School in California, US (1867–1872)

Brooklyn Colored School (1867–1872) was an early public elementary school for African American students founded in 1867 in Brooklyn, California (now Oakland, California).

== History ==
At the 1865 State Convention of the Colored Citizens of the State of California, there was a focus on changing laws related to educating African American students; and repeal a 1852 law that prevented African Americans children from attending public schools. It was decided that a separate Black school would be established if ten or more Black students lived in a surrounding neighborhood.

The Brooklyn Colored School was founded and led by teacher Mary J. Sanderson (later Mary J. Sanderson–Grases) from Sacramento, the daughter of Black abolitionist Jeremiah Burke Sanderson.
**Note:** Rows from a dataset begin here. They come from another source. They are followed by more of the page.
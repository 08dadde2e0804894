pub mod models;
pub mod stats;
pub mod windows;
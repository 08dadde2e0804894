use comfy_table::{presets::UTF8_FULL, Cell, Color, ContentArrangement, Table};

use lagrille_engine::{Category, Grille, SelectionResult};
use lagrille_stats::models::{Pool, ValueStat};
use lagrille_stats::windows::WindowConfig;

fn category_color(category: Category) -> Color {
    match category {
        Category::Dormeur => Color::Cyan,
        Category::Haute => Color::Green,
        Category::Tendance => Color::Yellow,
        Category::Surrepresentation => Color::Magenta,
        Category::Complement => Color::White,
    }
}

pub fn display_stats(balls: &[ValueStat], stars: &[ValueStat], windows: &WindowConfig) {
    println!(
        "\n📊 Statistiques (fenêtres : haute {}, tendance {}, dormeur {}, surrepr {})\n",
        windows.haute, windows.tendance, windows.dormeur, windows.surrepr
    );

    println!("── Boules (1-50) ──");
    display_stat_table(balls);

    println!("\n── Étoiles (1-12) ──");
    display_stat_table(stars);
}

fn display_stat_table(stats: &[ValueStat]) {
    let mut table = Table::new();
    table
        .load_preset(UTF8_FULL)
        .set_content_arrangement(ContentArrangement::Dynamic)
        .set_header(vec!["Numéro", "Fréquence", "Tendance", "Retard", "Z-score"]);

    let mut sorted = stats.to_vec();
    sorted.sort_by(|a, b| b.frequency.cmp(&a.frequency).then(a.value.cmp(&b.value)));

    for stat in &sorted {
        let z_color = if stat.surrepr_z >= 2.0 {
            Color::Green
        } else if stat.surrepr_z <= -2.0 {
            Color::Red
        } else {
            Color::White
        };
        table.add_row(vec![
            Cell::new(format!("{:2}", stat.value)),
            Cell::new(stat.frequency.to_string()),
            Cell::new(format!("{} {}", stat.trend_score, stat.trend_direction)),
            Cell::new(stat.absence.to_string()),
            Cell::new(format!("{:+.2}", stat.surrepr_z)).fg(z_color),
        ]);
    }
    println!("{table}");
}

pub fn display_grille(grille: &Grille) {
    println!("\n🎲 Grille générée\n");

    println!("── Boules ──");
    display_selection(&grille.balls, Pool::Balls);

    println!("\n── Étoiles ──");
    display_selection(&grille.stars, Pool::Stars);

    match grille.price() {
        Some(price) => println!("\nTarif : {:.2} €", price),
        None => println!("\nCombinaison hors table des tarifs"),
    }
}

fn display_selection(selection: &SelectionResult, pool: Pool) {
    let mut table = Table::new();
    table
        .load_preset(UTF8_FULL)
        .set_content_arrangement(ContentArrangement::Dynamic)
        .set_header(vec![
            match pool {
                Pool::Balls => "Boule",
                Pool::Stars => "Étoile",
            },
            "Origine",
        ]);

    for &value in &selection.values {
        let category = selection.source_of.get(&value).copied();
        let label = category.map(|c| c.to_string()).unwrap_or_else(|| "?".to_string());
        let color = category.map(category_color).unwrap_or(Color::White);
        table.add_row(vec![
            Cell::new(format!("{:2}", value)),
            Cell::new(label).fg(color),
        ]);
    }
    println!("{table}");
}

pub fn display_import_summary(total_records: u32, loaded: usize, errors: u32) {
    println!("Historique chargé :");
    println!("  Lignes lues : {}", total_records);
    println!("  Tirages     : {}", loaded);
    if errors > 0 {
        println!("  Erreurs     : {}", errors);
    }
}
mod display;
mod import;

use std::path::PathBuf;

use anyhow::{bail, Result};
use chrono::Datelike;
use clap::{Args, Parser, Subcommand};
use rand::rngs::StdRng;
use rand::SeedableRng;

use lagrille_engine::{Category, GrilleEngine, SelectionRequest};
use lagrille_stats::models::{Pool, Tariff};
use lagrille_stats::stats::StatsSnapshot;
use lagrille_stats::windows::WindowConfig;

use crate::display::{display_grille, display_import_summary, display_stats};
use crate::import::load_history;

#[derive(Parser)]
#[command(name = "lagrille", about = "Générateur de grilles EuroMillions pondéré par l'historique")]
struct Cli {
    /// Fichier CSV de l'historique (id;date;b1..b5;s1;s2, du plus ancien au plus récent)
    #[arg(short, long, default_value = "assets/historique.csv")]
    file: PathBuf,

    #[command(subcommand)]
    command: Command,
}

#[derive(Args, Debug)]
struct WindowArgs {
    /// Fenêtre des hautes fréquences (tirages)
    #[arg(long, default_value = "100")]
    fenetre_haute: usize,

    /// Fenêtre de tendance
    #[arg(long, default_value = "30")]
    fenetre_tendance: usize,

    /// Fenêtre des dormeurs
    #[arg(long, default_value = "150")]
    fenetre_dormeur: usize,

    /// Fenêtre de surreprésentation
    #[arg(long, default_value = "200")]
    fenetre_surrepr: usize,
}

impl WindowArgs {
    fn to_config(&self) -> WindowConfig {
        WindowConfig {
            haute: self.fenetre_haute,
            tendance: self.fenetre_tendance,
            dormeur: self.fenetre_dormeur,
            surrepr: self.fenetre_surrepr,
        }
    }
}

#[derive(Subcommand)]
enum Command {
    /// Afficher les statistiques par valeur (fréquence, tendance, retard, z-score)
    Stats {
        #[command(flatten)]
        windows: WindowArgs,
    },

    /// Générer une grille
    Generer {
        /// Nombre de boules (5-10)
        #[arg(short, long, default_value = "5")]
        boules: usize,

        /// Nombre d'étoiles (2-5)
        #[arg(short, long, default_value = "2")]
        etoiles: usize,

        /// Niveau de chaos, 0-10
        #[arg(long, default_value = "0")]
        chaos: u8,

        /// Influence de la tendance, 0-10
        #[arg(long, default_value = "0")]
        tendance: u8,

        /// Pourcentage de dormeurs injectés après sélection, 0-10
        #[arg(long, default_value = "0")]
        dormeur: u8,

        /// Quota de boules piochées dans le vivier dormeur
        #[arg(long, default_value = "0")]
        quota_dormeur: usize,

        /// Seed pour la reproductibilité (par défaut : dérivé de la date)
        #[arg(long)]
        seed: Option<u64>,

        #[command(flatten)]
        windows: WindowArgs,
    },
}

/// Seed déterministe basé sur la date du jour (YYYYMMDD).
fn date_seed() -> u64 {
    let today = chrono::Local::now().date_naive();
    let y = today.year() as u64;
    let m = today.month() as u64;
    let d = today.day() as u64;
    y * 10_000 + m * 100 + d
}

fn main() -> Result<()> {
    let cli = Cli::parse();

    let history = load_history(&cli.file)?;
    if history.draws.is_empty() {
        bail!("Historique vide : {:?}", cli.file);
    }

    match cli.command {
        Command::Stats { windows } => cmd_stats(&history, &windows.to_config()),
        Command::Generer {
            boules,
            etoiles,
            chaos,
            tendance,
            dormeur,
            quota_dormeur,
            seed,
            windows,
        } => cmd_generer(
            &history,
            &windows.to_config(),
            boules,
            etoiles,
            chaos,
            tendance,
            dormeur,
            quota_dormeur,
            seed,
        ),
    }
}

fn cmd_stats(history: &import::ImportResult, windows: &WindowConfig) -> Result<()> {
    display_import_summary(history.total_records, history.draws.len(), history.errors);
    let snapshot = StatsSnapshot::compute(&history.draws, *windows)?;
    display_stats(&snapshot.balls, &snapshot.stars, windows);
    Ok(())
}

#[allow(clippy::too_many_arguments)]
fn cmd_generer(
    history: &import::ImportResult,
    windows: &WindowConfig,
    boules: usize,
    etoiles: usize,
    chaos: u8,
    tendance: u8,
    dormeur: u8,
    quota_dormeur: usize,
    seed: Option<u64>,
) -> Result<()> {
    let tariff = Tariff::new(boules, etoiles)?;
    let snapshot = StatsSnapshot::compute(&history.draws, *windows)?;
    let engine = GrilleEngine::new(&snapshot)?;

    let balls_request = build_request(&tariff, Pool::Balls, chaos, tendance, dormeur, quota_dormeur);
    let stars_request = build_request(&tariff, Pool::Stars, chaos, tendance, dormeur, 0);

    let mut rng = StdRng::seed_from_u64(seed.unwrap_or_else(date_seed));
    let grille = engine.generate(&balls_request, &stars_request, &mut rng)?;

    display_grille(&grille);
    Ok(())
}

fn build_request(
    tariff: &Tariff,
    pool: Pool,
    chaos: u8,
    tendance: u8,
    dormeur: u8,
    quota_dormeur: usize,
) -> SelectionRequest {
    let target = tariff.count_for(pool);
    let quota_dormeur = quota_dormeur.min(target);
    SelectionRequest {
        total_target: target,
        category_wants: vec![
            (Category::Haute, target - quota_dormeur),
            (Category::Dormeur, quota_dormeur),
        ],
        chaos_level: chaos,
        trend_level: tendance,
        dormant_percent: dormeur,
    }
}

#[cfg(test)]
mod tests {
    use super::*;

    #[test]
    fn test_date_seed_format() {
        let seed = date_seed();
        assert!(seed >= 20_000_000, "seed trop petit: {seed}");
        assert!(seed <= 99_991_231, "seed trop grand: {seed}");
        assert_eq!(seed.to_string().len(), 8);
    }

    #[test]
    fn test_build_request_quota_clamped_to_target() {
        let tariff = Tariff::new(5, 2).unwrap();
        let req = build_request(&tariff, Pool::Balls, 0, 0, 0, 9);
        assert_eq!(req.total_target, 5);
        assert_eq!(req.category_wants[0], (Category::Haute, 0));
        assert_eq!(req.category_wants[1], (Category::Dormeur, 5));
    }

    #[test]
    fn test_build_request_default_all_haute() {
        let tariff = Tariff::new(7, 3).unwrap();
        let req = build_request(&tariff, Pool::Stars, 2, 4, 1, 0);
        assert_eq!(req.total_target, 3);
        assert_eq!(req.category_wants[0], (Category::Haute, 3));
        assert_eq!(req.category_wants[1], (Category::Dormeur, 0));
    }
}
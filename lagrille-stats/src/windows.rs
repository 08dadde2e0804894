use serde::{Deserialize, Serialize};

/// Tailles des fenêtres d'analyse, en nombre de tirages.
/// Chaque statistique d'un `ValueStat` est calculée sur sa propre fenêtre.
#[derive(Debug, Clone, Copy, Serialize, Deserialize)]
pub struct WindowConfig {
    /// Fenêtre des hautes fréquences
    pub haute: usize,
    /// Fenêtre de tendance (comparaison récent / ancien)
    pub tendance: usize,
    /// Fenêtre des dormeurs (calcul du retard)
    pub dormeur: usize,
    /// Fenêtre de surreprésentation (z-score)
    pub surrepr: usize,
}

impl Default for WindowConfig {
    fn default() -> Self {
        Self {
            haute: 100,
            tendance: 30,
            dormeur: 150,
            surrepr: 200,
        }
    }
}
use anyhow::{bail, Result};
use serde::{Deserialize, Serialize};

use lagrille_stats::models::Pool;

/// Catégorie d'origine d'une valeur sélectionnée.
/// La priorité d'étiquetage est toujours : dormeur avant haute fréquence.
#[derive(Debug, Clone, Copy, PartialEq, Eq, Hash, Serialize, Deserialize)]
#[serde(rename_all = "lowercase")]
pub enum Category {
    Dormeur,
    Haute,
    Tendance,
    Surrepresentation,
    /// Valeur issue de l'étape de complétion, hors fenêtres visibles
    Complement,
}

impl std::fmt::Display for Category {
    fn fmt(&self, f: &mut std::fmt::Formatter<'_>) -> std::fmt::Result {
        match self {
            Category::Dormeur => write!(f, "DORMEUR"),
            Category::Haute => write!(f, "HAUTE"),
            Category::Tendance => write!(f, "TENDANCE"),
            Category::Surrepresentation => write!(f, "SURREPR"),
            Category::Complement => write!(f, "-"),
        }
    }
}

/// Tailles maximales des viviers visibles, une par catégorie.
/// Configuration externe : l'interface peut les élargir quand le chaos
/// augmente, le sélecteur se contente de les honorer.
#[derive(Debug, Clone, Copy, Serialize, Deserialize)]
pub struct PoolLimits {
    pub haute: usize,
    pub dormeur: usize,
    pub tendance: usize,
    pub surrepr: usize,
}

impl PoolLimits {
    pub fn for_pool(pool: Pool) -> Self {
        match pool {
            Pool::Balls => Self {
                haute: 15,
                dormeur: 15,
                tendance: 12,
                surrepr: 12,
            },
            Pool::Stars => Self {
                haute: 6,
                dormeur: 6,
                tendance: 5,
                surrepr: 5,
            },
        }
    }

    pub fn limit_for(&self, category: Category) -> usize {
        match category {
            Category::Haute => self.haute,
            Category::Dormeur => self.dormeur,
            Category::Tendance => self.tendance,
            Category::Surrepresentation => self.surrepr,
            Category::Complement => 0,
        }
    }
}

/// Demande de sélection pour un axe (boules ou étoiles).
///
/// `category_wants` est ordonnée : l'écrêtage des quotas réduit la dernière
/// entrée en premier et remonte la liste (politique configurable par
/// réordonnancement, pas de précédence câblée).
#[derive(Debug, Clone, Serialize, Deserialize)]
pub struct SelectionRequest {
    pub total_target: usize,
    pub category_wants: Vec<(Category, usize)>,
    /// Bruit aléatoire, 0-10
    pub chaos_level: u8,
    /// Influence de la tendance, 0-10
    pub trend_level: u8,
    /// Pourcentage de dormeurs injectés après sélection, 0-10
    pub dormant_percent: u8,
}

impl SelectionRequest {
    /// Demande par défaut : tout le quota sur la haute fréquence.
    pub fn simple(total_target: usize) -> Self {
        Self {
            total_target,
            category_wants: vec![(Category::Haute, total_target)],
            chaos_level: 0,
            trend_level: 0,
            dormant_percent: 0,
        }
    }

    pub fn validate(&self) -> Result<()> {
        if self.chaos_level > 10 {
            bail!("Niveau de chaos invalide : {} (0-10)", self.chaos_level);
        }
        if self.trend_level > 10 {
            bail!("Niveau de tendance invalide : {} (0-10)", self.trend_level);
        }
        if self.dormant_percent > 10 {
            bail!("Pourcentage dormeur invalide : {} (0-10)", self.dormant_percent);
        }
        if self
            .category_wants
            .iter()
            .any(|(c, _)| *c == Category::Complement)
        {
            bail!("La catégorie complément n'est pas un vivier sélectionnable");
        }
        Ok(())
    }
}
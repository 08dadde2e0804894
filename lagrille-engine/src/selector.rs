use std::collections::HashMap;

use anyhow::{bail, Result};
use rand::Rng;

use lagrille_stats::models::{Pool, ValueStat};

use crate::config::{Category, PoolLimits, SelectionRequest};
use crate::pools::RankedPools;
use crate::resolver;
use crate::scorer::score_candidates;

/// Résultat d'une passe de sélection sur un axe. Produit exclusivement par
/// le moteur ; les appelants le lisent, ne le modifient pas.
#[derive(Debug, Clone)]
pub struct SelectionResult {
    /// Valeurs retenues, triées croissantes, sans doublon,
    /// exactement `total_target` entrées
    pub values: Vec<u8>,
    /// Catégorie d'origine de chaque valeur retenue
    pub source_of: HashMap<u8, Category>,
}

impl SelectionResult {
    pub fn contains(&self, value: u8) -> bool {
        self.values.contains(&value)
    }
}

/// Écrête les quotas jusqu'à ce que leur somme tienne dans la cible :
/// la dernière entrée est réduite en premier, puis on remonte la liste.
/// Aucun quota n'est jamais augmenté ici (la complétion s'en charge).
pub fn clamp_wants(wants: &[(Category, usize)], total_target: usize) -> Vec<(Category, usize)> {
    let mut clamped: Vec<(Category, usize)> = wants.to_vec();
    let mut sum: usize = clamped.iter().map(|(_, n)| n).sum();
    let mut i = clamped.len();
    while sum > total_target && i > 0 {
        i -= 1;
        let cut = (sum - total_target).min(clamped[i].1);
        clamped[i].1 -= cut;
        sum -= cut;
    }
    clamped
}

fn working_pool<'a>(pools: &'a RankedPools, category: Category, limits: &PoolLimits) -> &'a [ValueStat] {
    let ranked = pools.ranked_for(category);
    let n = limits.limit_for(category).min(ranked.len());
    &ranked[..n]
}

/// Sélection « fréquence d'abord, quotas contraints, complétion » :
/// 1. écrêtage des quotas ;
/// 2. pour chaque catégorie dans l'ordre, notation de son vivier visible
///    (moins les valeurs déjà prises) et prise du quota ;
/// 3. complétion sur l'union dédupliquée des viviers si la cible n'est pas
///    atteinte ;
/// 4. étiquetage avec priorité au dormeur ;
/// 5. scores de sélection retenus par valeur pour le remplacement dormeur.
pub fn select<R: Rng>(
    pools: &RankedPools,
    request: &SelectionRequest,
    limits: &PoolLimits,
    pool: Pool,
    rng: &mut R,
) -> Result<(SelectionResult, HashMap<u8, f64>)> {
    request.validate()?;
    if request.total_target > pool.size() {
        bail!(
            "Cible {} au-delà de l'univers ({} valeurs)",
            request.total_target,
            pool.size()
        );
    }

    let wants = clamp_wants(&request.category_wants, request.total_target);

    // Union dédupliquée des viviers de la demande (tous les viviers si la
    // demande est vide), dans l'ordre des quotas. C'est le vivier de
    // complétion, et la précondition de faisabilité.
    let union_categories: Vec<Category> = if wants.is_empty() {
        vec![
            Category::Haute,
            Category::Dormeur,
            Category::Tendance,
            Category::Surrepresentation,
        ]
    } else {
        wants.iter().map(|(c, _)| *c).collect()
    };
    let mut union: Vec<ValueStat> = Vec::new();
    for &category in &union_categories {
        for s in working_pool(pools, category, limits) {
            if !union.iter().any(|u| u.value == s.value) {
                union.push(s.clone());
            }
        }
    }
    if union.len() < request.total_target {
        bail!(
            "Viviers insuffisants : {} candidats distincts pour une cible de {}",
            union.len(),
            request.total_target
        );
    }

    let mut picked: Vec<u8> = Vec::with_capacity(request.total_target);
    let mut source_of: HashMap<u8, Category> = HashMap::new();
    let mut selection_scores: HashMap<u8, f64> = HashMap::new();

    for &(category, want) in &wants {
        if want == 0 {
            continue;
        }
        let candidates: Vec<ValueStat> = working_pool(pools, category, limits)
            .iter()
            .filter(|s| !picked.contains(&s.value))
            .cloned()
            .collect();
        let scored = score_candidates(&candidates, request.chaos_level, request.trend_level, rng);
        for c in scored.iter().take(want) {
            picked.push(c.value);
            // Étiquette = vivier de pioche ; seule exception, le dormeur
            // l'emporte quand sa fenêtre visible contient la valeur
            let source = if category != Category::Dormeur
                && resolver::in_visible_window(c.value, pools, limits, Category::Dormeur)
            {
                Category::Dormeur
            } else {
                category
            };
            source_of.insert(c.value, source);
            selection_scores.insert(c.value, c.final_score);
        }
    }

    // Complétion : les quotas peuvent laisser la cible inatteinte
    // (sous-allocation ou viviers en partie épuisés)
    if picked.len() < request.total_target {
        let remaining: Vec<ValueStat> = union
            .iter()
            .filter(|s| !picked.contains(&s.value))
            .cloned()
            .collect();
        let scored = score_candidates(&remaining, request.chaos_level, request.trend_level, rng);
        let needed = request.total_target - picked.len();
        for c in scored.iter().take(needed) {
            picked.push(c.value);
            let source = resolver::resolve(c.value, pools, limits).unwrap_or(Category::Complement);
            source_of.insert(c.value, source);
            selection_scores.insert(c.value, c.final_score);
        }
    }

    // La précondition sur l'union garantit l'atteinte de la cible
    debug_assert_eq!(picked.len(), request.total_target);

    picked.sort();
    Ok((
        SelectionResult {
            values: picked,
            source_of,
        },
        selection_scores,
    ))
}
Sanderson became the first Black public school teacher in Oakland. It was located in the "old Manning House" at 1008 10th Avenue in Brooklyn.

In 1872, the city of Brooklyn was annexed to the city of Oakland, and the school closed. After the closure, the city of Oakland approved integrating the Oakland school system shortly thereafter, but hiring Black teachers took longer.

== See also ==

- Phoenixonian Institute (1861–mid-1870s) in San Jose, California
- Elizabeth Scott Flood
- Ward v. Flood (1874)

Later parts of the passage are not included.